As tradições de Gamogu – parte 6
- Traidores! - Exclamou alguém no meio da
multidão.
- Morte aos traidores! - Outra voz, ainda
mais exaltada, conclamava seus pares na praça onde agora Jubyla não existia
mais como pessoa viva, mas como mártir do povo.
- Queremos vingança por nossa amada Jubyla. -
Completou alguém, relembrando os primeiros gritos de "vingança"
daquela tarde. O clamor logo foi atendido. Aqui e acolá, no meio do povo que
enchia a praça naquela tarde triste e cinzenta - pelo tempo e pelo fato -
gritos e mais gritos, cada vez mais fortes, de "vingança" e logo a
chuva, fina e fria, começou a tocar o chão.
- Observeis meu rei - disse Yakub - os
senhores dos céus nos enviam chuva na hora em que mais precisávamos. Galdaô
gargalhou com tanta felicidade que mal percebeu que, mesmo com a chuva, o povo
não abandonou a praça e manteve, cada vez mais firme, seu protesto.

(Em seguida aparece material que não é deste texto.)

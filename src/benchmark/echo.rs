//! Closed-loop echo benchmark.
//!
//! Every call walks `checkout -> send -> await reply -> verify -> return`.
//! Calls are handed out from one shared counter, so the workers together
//! issue exactly the requested number no matter how they interleave.

use super::{begin_sampling, resolve_subject, BenchError, BenchmarkConfig};
use crate::{
    cli::BenchMode,
    defaults,
    metrics::{CallStats, Calculator},
    monitor::PidResolver,
    pool::{BufferPool, CheckoutQueue, ConnectionPool},
    rate::Limiter,
    results::{EchoSummary, Report, ReportDetails},
    ws::{encode, CallError, Connection, Frame, MessageKind},
};
use anyhow::{Context, Result};
use rand::rngs::StdRng;
use rand::{Rng, RngCore, SeedableRng};
use std::sync::atomic::{AtomicU64, Ordering};
use std::sync::Arc;
use std::time::{Duration, Instant};
use tokio::task::JoinSet;
use tracing::{debug, info};
use uuid::Uuid;

/// One pre-generated payload and its encoded frame
struct Variant {
    payload: Vec<u8>,
    frame: Frame,
}

/// State shared by every worker of one session
struct Shared {
    queue: CheckoutQueue,
    variants: Vec<Variant>,
    buffers: BufferPool,
    limiter: Limiter,
    call_timeout: Duration,
}

impl Shared {
    fn new(pool: &ConnectionPool, config: &BenchmarkConfig, concurrency: usize) -> Self {
        let count = defaults::PAYLOAD_VARIANTS
            .min(defaults::PAYLOAD_VARIANT_BUDGET / config.payload.max(1))
            .max(1);
        let mut rng = rand::thread_rng();
        let variants = (0..count)
            .map(|_| {
                let mut payload = vec![0u8; config.payload];
                rng.fill_bytes(&mut payload);
                let frame = encode(MessageKind::Binary, &payload);
                Variant { payload, frame }
            })
            .collect();

        Self {
            queue: pool.checkout_queue(config.overlap),
            variants,
            buffers: BufferPool::new(concurrency, config.payload),
            limiter: Limiter::new(config.limit),
            call_timeout: config.call_timeout,
        }
    }

    /// Run `total` calls over `concurrency` workers and merge their tallies.
    async fn drive(self: &Arc<Self>, concurrency: usize, total: u64) -> Result<CallStats> {
        let issued = Arc::new(AtomicU64::new(0));
        let per_worker = (total as usize / concurrency.max(1)) + 1;

        let mut workers = JoinSet::new();
        for _ in 0..concurrency {
            let shared = Arc::clone(self);
            let issued = Arc::clone(&issued);
            workers.spawn(async move { shared.worker(&issued, total, per_worker).await });
        }

        let mut stats = CallStats::new(total as usize)?;
        while let Some(joined) = workers.join_next().await {
            stats.merge(joined.context("Echo worker panicked")??)?;
        }
        Ok(stats)
    }

    async fn worker(&self, issued: &AtomicU64, total: u64, capacity: usize) -> Result<CallStats> {
        let mut stats = CallStats::new(capacity)?;
        let mut rng = StdRng::from_entropy();

        while issued.fetch_add(1, Ordering::Relaxed) < total {
            let conn = self.queue.checkout().await?;
            let mut buf = self.buffers.get();

            // A reply left over from a timed-out call must not be taken for
            // this one; drain it outside the measured window.
            if let Err(e) = settle(&conn, &mut buf, self.call_timeout).await {
                debug!("Connection {} not ready: {}", conn.id(), e);
                stats.record_failure();
                continue;
            }
            self.limiter.wait(1).await;

            let variant = &self.variants[rng.gen_range(0..self.variants.len())];
            let start = Instant::now();
            let outcome = call(&conn, variant, &mut buf, self.call_timeout).await;
            let elapsed = start.elapsed();

            match outcome {
                Ok(()) => stats.record_success(elapsed)?,
                Err(e) => {
                    debug!("Call on connection {} failed: {}", conn.id(), e);
                    stats.record_failure();
                }
            }
        }
        Ok(stats)
    }
}

/// Discard replies owed to earlier abandoned calls on `conn`.
async fn settle(conn: &Connection, buf: &mut Vec<u8>, timeout: Duration) -> Result<(), CallError> {
    let discarded = tokio::time::timeout(timeout, conn.discard_stale(buf))
        .await
        .map_err(|_| CallError::Timeout)??;
    if discarded > 0 {
        debug!("Discarded {} stale replies on connection {}", discarded, conn.id());
    }
    Ok(())
}

/// One verified round trip
async fn call(
    conn: &Connection,
    variant: &Variant,
    buf: &mut Vec<u8>,
    timeout: Duration,
) -> Result<(), CallError> {
    let kind = tokio::time::timeout(timeout, conn.round_trip(variant.frame.as_bytes(), buf))
        .await
        .map_err(|_| CallError::Timeout)??;

    if kind != MessageKind::Binary {
        return Err(CallError::UnexpectedKind(kind));
    }
    if buf.as_slice() != variant.payload.as_slice() {
        return Err(CallError::PayloadMismatch {
            expected: variant.payload.len(),
            actual: buf.len(),
        });
    }
    Ok(())
}

/// Closed-loop session: a fixed number of verified round trips.
pub struct EchoBenchmark {
    config: BenchmarkConfig,
    pool: ConnectionPool,
    resolver: Box<dyn PidResolver>,
}

impl EchoBenchmark {
    pub fn new(config: BenchmarkConfig, pool: ConnectionPool) -> Self {
        let resolver = config.resolver();
        Self {
            config,
            pool,
            resolver,
        }
    }

    pub fn with_resolver(mut self, resolver: Box<dyn PidResolver>) -> Self {
        self.resolver = resolver;
        self
    }

    pub async fn run(self) -> Result<Report> {
        if self.pool.is_empty() {
            return Err(BenchError::NoConnections.into());
        }
        let config = &self.config;
        let run_id = Uuid::new_v4().to_string();
        let started_at = chrono::Utc::now();
        let connections = self.pool.len();
        let concurrency = config.effective_concurrency(connections);
        let warmup = config.warmup_for(connections);

        let (pid, mut sampler) = resolve_subject(config, self.resolver.as_ref())?;
        let shared = Arc::new(Shared::new(&self.pool, config, concurrency));

        info!("Echo warmup for {} calls ...", warmup);
        let warm = shared.drive(concurrency, warmup).await?;
        info!(
            "Echo warmup for {} calls done ({} failed)",
            warmup, warm.failed
        );

        begin_sampling(sampler.as_mut(), config.sample_interval).await?;

        info!("Echo for {} calls ...", config.total);
        let start = Instant::now();
        let stats = shared.drive(concurrency, config.total).await?;
        let elapsed = start.elapsed();
        info!(
            "Echo for {} calls done: {} succeeded, {} failed",
            config.total, stats.success, stats.failed
        );

        let resources = sampler.stop().await;
        let calculator = Calculator::new(stats, elapsed, &config.percentiles);

        Ok(Report {
            run_id,
            framework: config.framework.clone(),
            mode: BenchMode::Echo,
            host: config.primary_host().to_string(),
            started_at,
            connections,
            concurrency,
            payload: config.payload,
            total: config.total,
            elapsed_ns: calculator.elapsed_ns,
            server_pid: pid,
            resources,
            details: ReportDetails::Echo(EchoSummary::new(calculator, warmup)),
        })
    }
}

- Meu pai. - Disse Galdaôgu chamando a
atenção do rei para o centro da praça.
A multidão parecia crescer cada vez mais,
aglutinando pessoas que não assistiram à execução da pena da velha matriarca,
mas que, seguindo para outros cantos da cidade que passavam por ali, tomaram
conhecimento, perplexas, do que ocorrera.
- Não há de ser nada meu filho - respondeu o
rei - todo o povo de Zentiegu sabe a necessidade e a importância de respeitar
seus soberanos. Todo o povo sabe que somos escolhidos diretamente por Un. Todo
o povo respeita as tradições e.... - O diálogo da real família foi subitamente
interrompido por um zunido vindo da multidão. Zunido que se transformou em
flecha e atingiu o rei em seu olho direito.
Os dias em sua fria, úmida e minúscula cela,
não contribuíram muito com a cura das feridas do espancamento que Jubyla
sofrera após o primeiro dia de seu inconcluso julgamento. Em todo caso, já era
capaz de ouvir e responder a quem quisesse lhe falar.
"Por que os homens de poder não são
capazes de perceber suas falhas? Por que engrandecem seus pequenos feitos,
diminuem seus erros e mistificam toda acusação que lhes é feita?". A velha
matriarca indagava a si mesma em seus pensamentos quando o ranger das
dobradiças da porta de ferro de sua cela a fez despertar.
- Minha velha prima Jubyla - a velha e
combalida matriarca, deitada no úmido chão de pedra, mal podia enxergar, seus
olhos, ainda inchados, e a escuridão do lugar tornavam a figura que adentrava o
recinto apenas uma sombra, mas a voz era familiar demais para não saber de quem
se tratava - como tendeis passado esses últimos dias? Sei que as dores são
muitas, mas fiz o máximo de meus esforços para que sua estadia aqui seja breve
e pacífica.
- Tenho passado o melhor que posso,
fisicamente o mal vai. Meu bom primo Gamo o mal vai! O mal sempre vai! Não
tenho medo das dores concretas, são as dores abstratas que me afligem.
- Eu vos entendo matriarca, mas precisamos
restabelecer esse julgamento, de forma a tentar agradar a todas as partes!
- Perdoais-me venerável primo, mas não
tenteis comprar minha consciência com paz quando tenho certeza de que minha
causa é justa e necessária. Não há outro caminho para a paz a não ser o
reconhecimento de nossos líderes de que pretender tornar individual bens raros
que deveriam ser coletivos não trará paz a todos.
- Jubyla, não percebeis que o que pretendeis
é guerra? Reconsidereis! Não tenho força para defender vossa posição frente aos
líderes.
A velha matriarca, utilizando suas parcas
forças, pôs-se sentada para tentar parecer o mais forte possível. Parou por um
tempo, tentando observar na sombra do sábio Gamo algo que pudesse despertar a
melhor resposta que poderia dar aquele pedido.
O frio era grande naquela pequena cela, mesmo
vestindo sua pele de urso por sobre sua túnica de tecido duplo de lã, Gamo
sentia o clima. Jubyla com apenas uma pequena peça de linho a cobrir-lhe o
corpo a fim de não expor sua nudez, sentia ainda mais. O pulmão já dava sinais
de que alguma doença se instalara, poderia ser sua morte futura vindo pela
deterioração da saúde. Poderia demorar, ou ser rápida, só Un saberia, em todo,
diante da urgência do velho sábio em visita-la para tentar convencê-la a mudar
sua posição, sabia que mais provável seria sua morte por seus julgadores.
- Então meu bom Gamo, volteis aos nossos
líderes, e dizei-lhes que essa cegueira será posta a mostra de forma certeira
como uma flecha guiada por um bom arqueiro.